::: DATA
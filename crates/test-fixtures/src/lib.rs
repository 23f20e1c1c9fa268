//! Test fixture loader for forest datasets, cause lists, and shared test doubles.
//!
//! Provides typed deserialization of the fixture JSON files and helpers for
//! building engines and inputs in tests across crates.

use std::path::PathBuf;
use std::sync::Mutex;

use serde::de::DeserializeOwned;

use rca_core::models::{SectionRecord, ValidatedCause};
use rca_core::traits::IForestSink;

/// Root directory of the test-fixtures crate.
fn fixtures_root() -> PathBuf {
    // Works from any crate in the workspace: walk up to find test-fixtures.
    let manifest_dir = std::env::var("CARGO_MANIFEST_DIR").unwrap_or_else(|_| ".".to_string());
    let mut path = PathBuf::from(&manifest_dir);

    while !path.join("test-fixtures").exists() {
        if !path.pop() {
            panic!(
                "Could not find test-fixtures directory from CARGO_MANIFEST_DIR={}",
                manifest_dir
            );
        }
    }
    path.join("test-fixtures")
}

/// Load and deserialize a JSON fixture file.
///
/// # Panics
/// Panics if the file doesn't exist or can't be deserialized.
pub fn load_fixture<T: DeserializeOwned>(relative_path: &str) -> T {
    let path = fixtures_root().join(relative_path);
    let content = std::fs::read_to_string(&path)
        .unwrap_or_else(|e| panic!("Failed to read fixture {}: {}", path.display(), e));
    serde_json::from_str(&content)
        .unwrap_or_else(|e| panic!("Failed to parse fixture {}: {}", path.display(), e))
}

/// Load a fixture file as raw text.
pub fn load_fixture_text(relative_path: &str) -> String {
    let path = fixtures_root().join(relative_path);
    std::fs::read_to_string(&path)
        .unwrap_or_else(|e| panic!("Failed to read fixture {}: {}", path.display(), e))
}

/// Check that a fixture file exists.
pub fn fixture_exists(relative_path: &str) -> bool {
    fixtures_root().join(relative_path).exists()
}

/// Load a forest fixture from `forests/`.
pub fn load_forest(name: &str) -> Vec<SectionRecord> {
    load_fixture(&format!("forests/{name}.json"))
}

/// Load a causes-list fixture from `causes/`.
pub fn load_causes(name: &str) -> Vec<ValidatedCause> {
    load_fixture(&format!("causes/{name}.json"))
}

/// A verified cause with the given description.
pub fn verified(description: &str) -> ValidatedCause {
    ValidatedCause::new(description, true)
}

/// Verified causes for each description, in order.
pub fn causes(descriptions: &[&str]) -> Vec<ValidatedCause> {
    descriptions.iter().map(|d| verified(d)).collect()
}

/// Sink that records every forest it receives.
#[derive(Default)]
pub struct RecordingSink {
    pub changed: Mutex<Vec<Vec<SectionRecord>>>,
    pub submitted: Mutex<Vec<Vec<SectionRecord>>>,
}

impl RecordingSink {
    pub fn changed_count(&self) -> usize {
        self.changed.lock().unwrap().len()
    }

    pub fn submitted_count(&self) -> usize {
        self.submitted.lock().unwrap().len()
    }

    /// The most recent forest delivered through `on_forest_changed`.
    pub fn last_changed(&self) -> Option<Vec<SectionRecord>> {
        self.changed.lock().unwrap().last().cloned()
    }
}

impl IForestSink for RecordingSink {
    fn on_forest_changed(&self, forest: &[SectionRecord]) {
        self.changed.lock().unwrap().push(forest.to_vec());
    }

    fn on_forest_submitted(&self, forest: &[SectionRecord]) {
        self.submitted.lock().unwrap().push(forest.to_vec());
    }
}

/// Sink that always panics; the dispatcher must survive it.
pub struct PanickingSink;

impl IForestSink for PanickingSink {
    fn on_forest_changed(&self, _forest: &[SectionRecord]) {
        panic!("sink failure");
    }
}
::::::
### WHAT THE TASK ASKS
In the entries above, one line contains "let content = std::fs::read_to_string(&path)" and another contains "pub fn load_causes(name: &str)". Reproduce exactly those two lines and the lines between them, nothing else.

### RESPONSE AREA
    let content = std::fs::read_to_string(&path)
        .unwrap_or_else(|e| panic!("Failed to read fixture {}: {}", path.display(), e));
    serde_json::from_str(&content)
        .unwrap_or_else(|e| panic!("Failed to parse fixture {}: {}", path.display(), e))
}

/// Load a fixture file as raw text.
pub fn load_fixture_text(relative_path: &str) -> String {
    let path = fixtures_root().join(relative_path);
    std::fs::read_to_string(&path)
        .unwrap_or_else(|e| panic!("Failed to read fixture {}: {}", path.display(), e))
}

/// Check that a fixture file exists.
pub fn fixture_exists(relative_path: &str) -> bool {
    fixtures_root().join(relative_path).exists()
}

/// Load a forest fixture from `forests/`.
pub fn load_forest(name: &str) -> Vec<SectionRecord> {
    load_fixture(&format!("forests/{name}.json"))
}

/// Load a causes-list fixture from `causes/`.
pub fn load_causes(name: &str) -> Vec<ValidatedCause> {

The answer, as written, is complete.